(What you are asked to do):
The answer should contain all of the records below, each one copied word for word.

::: Data extract :::

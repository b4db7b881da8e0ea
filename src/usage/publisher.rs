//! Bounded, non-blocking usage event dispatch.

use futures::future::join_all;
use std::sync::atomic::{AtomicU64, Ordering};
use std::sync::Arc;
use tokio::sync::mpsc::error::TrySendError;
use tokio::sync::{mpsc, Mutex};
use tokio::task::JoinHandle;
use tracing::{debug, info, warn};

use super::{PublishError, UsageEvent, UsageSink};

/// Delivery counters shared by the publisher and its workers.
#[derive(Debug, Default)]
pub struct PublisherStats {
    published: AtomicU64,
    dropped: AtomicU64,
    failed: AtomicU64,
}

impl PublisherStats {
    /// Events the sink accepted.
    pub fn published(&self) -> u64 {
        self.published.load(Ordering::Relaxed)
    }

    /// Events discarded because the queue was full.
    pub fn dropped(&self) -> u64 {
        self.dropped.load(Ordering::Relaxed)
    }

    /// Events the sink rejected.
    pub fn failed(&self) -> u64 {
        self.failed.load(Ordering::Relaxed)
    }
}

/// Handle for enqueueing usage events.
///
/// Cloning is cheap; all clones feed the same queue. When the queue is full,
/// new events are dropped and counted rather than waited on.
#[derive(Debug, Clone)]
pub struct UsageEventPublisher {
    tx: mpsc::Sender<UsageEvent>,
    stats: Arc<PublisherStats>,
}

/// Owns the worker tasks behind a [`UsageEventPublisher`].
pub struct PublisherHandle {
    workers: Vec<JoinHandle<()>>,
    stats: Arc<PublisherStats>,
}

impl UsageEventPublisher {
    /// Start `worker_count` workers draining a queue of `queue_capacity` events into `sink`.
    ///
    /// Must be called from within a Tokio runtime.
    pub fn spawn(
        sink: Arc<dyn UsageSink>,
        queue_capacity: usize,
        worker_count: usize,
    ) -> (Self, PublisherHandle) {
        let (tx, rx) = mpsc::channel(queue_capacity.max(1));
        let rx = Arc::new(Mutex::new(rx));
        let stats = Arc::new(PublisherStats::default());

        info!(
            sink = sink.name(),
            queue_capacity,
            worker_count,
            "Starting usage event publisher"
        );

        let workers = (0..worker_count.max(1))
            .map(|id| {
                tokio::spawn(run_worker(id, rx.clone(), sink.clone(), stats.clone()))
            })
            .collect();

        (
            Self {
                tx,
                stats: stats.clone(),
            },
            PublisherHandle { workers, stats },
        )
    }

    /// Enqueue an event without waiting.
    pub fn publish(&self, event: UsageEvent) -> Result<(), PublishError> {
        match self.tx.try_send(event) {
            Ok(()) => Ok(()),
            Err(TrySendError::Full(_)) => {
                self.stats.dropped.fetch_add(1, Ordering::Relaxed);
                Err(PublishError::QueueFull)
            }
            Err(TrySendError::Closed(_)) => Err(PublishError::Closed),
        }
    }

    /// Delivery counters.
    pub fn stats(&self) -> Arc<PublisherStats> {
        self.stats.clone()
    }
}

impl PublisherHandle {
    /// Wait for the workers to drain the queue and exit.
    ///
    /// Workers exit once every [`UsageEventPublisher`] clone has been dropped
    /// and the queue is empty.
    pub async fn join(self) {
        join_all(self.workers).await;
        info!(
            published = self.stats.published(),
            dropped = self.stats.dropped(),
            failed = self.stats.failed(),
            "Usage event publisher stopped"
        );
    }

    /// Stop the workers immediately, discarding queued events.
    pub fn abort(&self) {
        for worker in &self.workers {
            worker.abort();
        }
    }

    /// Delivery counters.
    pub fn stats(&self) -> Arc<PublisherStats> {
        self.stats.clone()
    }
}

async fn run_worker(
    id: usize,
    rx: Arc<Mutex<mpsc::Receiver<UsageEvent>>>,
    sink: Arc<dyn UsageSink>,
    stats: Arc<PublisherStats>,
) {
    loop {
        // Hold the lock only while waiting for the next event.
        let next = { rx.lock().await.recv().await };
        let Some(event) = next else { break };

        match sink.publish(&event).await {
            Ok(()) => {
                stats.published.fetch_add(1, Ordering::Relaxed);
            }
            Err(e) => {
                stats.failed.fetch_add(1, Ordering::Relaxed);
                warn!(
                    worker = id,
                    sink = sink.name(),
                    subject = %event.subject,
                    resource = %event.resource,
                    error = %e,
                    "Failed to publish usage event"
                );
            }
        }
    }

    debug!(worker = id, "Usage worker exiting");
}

:::

(Answer for the task):
repository b4db7b881da8e0ea
filename src/usage/publisher.rs
//! Bounded, non-blocking usage event dispatch.

use futures::future::join_all;
use std::sync::atomic::{AtomicU64, Ordering};
use std::sync::Arc;
use tokio::sync::mpsc::error::TrySendError;
use tokio::sync::{mpsc, Mutex};
use tokio::task::JoinHandle;
use tracing::{debug, info, warn};

use super::{PublishError, UsageEvent, UsageSink};

/// Delivery counters shared by the publisher and its workers.
#[derive(Debug, Default)]
pub struct PublisherStats {
    published: AtomicU64,
    dropped: AtomicU64,
    failed: AtomicU64,
}

impl PublisherStats {
    /// Events the sink accepted.
    pub fn published(&self) -> u64 {
        self.published.load(Ordering::Relaxed)
    }

    /// Events discarded because the queue was full.
    pub fn dropped(&self) -> u64 {
        self.dropped.load(Ordering::Relaxed)
    }

    /// Events the sink rejected.
    pub fn failed(&self) -> u64 {
        self.failed.load(Ordering::Relaxed)
    }
}

/// Handle for enqueueing usage events.
///
/// Cloning is cheap; all clones feed the same queue. When the queue is full,
/// new events are dropped and counted rather than waited on.
#[derive(Debug, Clone)]
pub struct UsageEventPublisher {
    tx: mpsc::Sender<UsageEvent>,
    stats: Arc<PublisherStats>,
}

/// Owns the worker tasks behind a [`UsageEventPublisher`].
pub struct PublisherHandle {
    workers: Vec<JoinHandle<()>>,
    stats: Arc<PublisherStats>,
}

impl UsageEventPublisher {
    /// Start `worker_count` workers draining a queue of `queue_capacity` events into `sink`.
    ///
    /// Must be called from within a Tokio runtime.
    pub fn spawn(
        sink: Arc<dyn UsageSink>,
        queue_capacity: usize,
        worker_count: usize,
    ) -> (Self, PublisherHandle) {
        let (tx, rx) = mpsc::channel(queue_capacity.max(1));
        let rx = Arc::new(Mutex::new(rx));
        let stats = Arc::new(PublisherStats::default());

        info!(
            sink = sink.name(),
            queue_capacity,
            worker_count,
            "Starting usage event publisher"
        );

        let workers = (0..worker_count.max(1))
            .map(|id| {
                tokio::spawn(run_worker(id, rx.clone(), sink.clone(), stats.clone()))
            })
            .collect();

        (
            Self {
                tx,
                stats: stats.clone(),
            },
            PublisherHandle { workers, stats },
        )
    }

    /// Enqueue an event without waiting.
    pub fn publish(&self, event: UsageEvent) -> Result<(), PublishError> {
        match self.tx.try_send(event) {
            Ok(()) => Ok(()),
            Err(TrySendError::Full(_)) => {
                self.stats.dropped.fetch_add(1, Ordering::Relaxed);
                Err(PublishError::QueueFull)
            }
            Err(TrySendError::Closed(_)) => Err(PublishError::Closed),
        }
    }

    /// Delivery counters.
    pub fn stats(&self) -> Arc<PublisherStats> {
        self.stats.clone()
    }
}

impl PublisherHandle {
    /// Wait for the workers to drain the queue and exit.
    ///
    /// Workers exit once every [`UsageEventPublisher`] clone has been dropped
    /// and the queue is empty.
    pub async fn join(self) {
        join_all(self.workers).await;
        info!(
            published = self.stats.published(),
            dropped = self.stats.dropped(),
            failed = self.stats.failed(),
            "Usage event publisher stopped"
        );
    }

    /// Stop the workers immediately, discarding queued events.
    pub fn abort(&self) {
        for worker in &self.workers {
            worker.abort();
        }
    }

    /// Delivery counters.
    pub fn stats(&self) -> Arc<PublisherStats> {
        self.stats.clone()
    }
}

async fn run_worker(
    id: usize,
    rx: Arc<Mutex<mpsc::Receiver<UsageEvent>>>,
    sink: Arc<dyn UsageSink>,
    stats: Arc<PublisherStats>,
) {
    loop {
        // Hold the lock only while waiting for the next event.
        let next = { rx.lock().await.recv().await };
        let Some(event) = next else { break };

        match sink.publish(&event).await {
            Ok(()) => {
                stats.published.fetch_add(1, Ordering::Relaxed);
            }
            Err(e) => {
                stats.failed.fetch_add(1, Ordering::Relaxed);
                warn!(
                    worker = id,
                    sink = sink.name(),
                    subject = %event.subject,
                    resource = %event.resource,
                    error = %e,
                    "Failed to publish usage event"
                );
            }
        }
    }

    debug!(worker = id, "Usage worker exiting");
}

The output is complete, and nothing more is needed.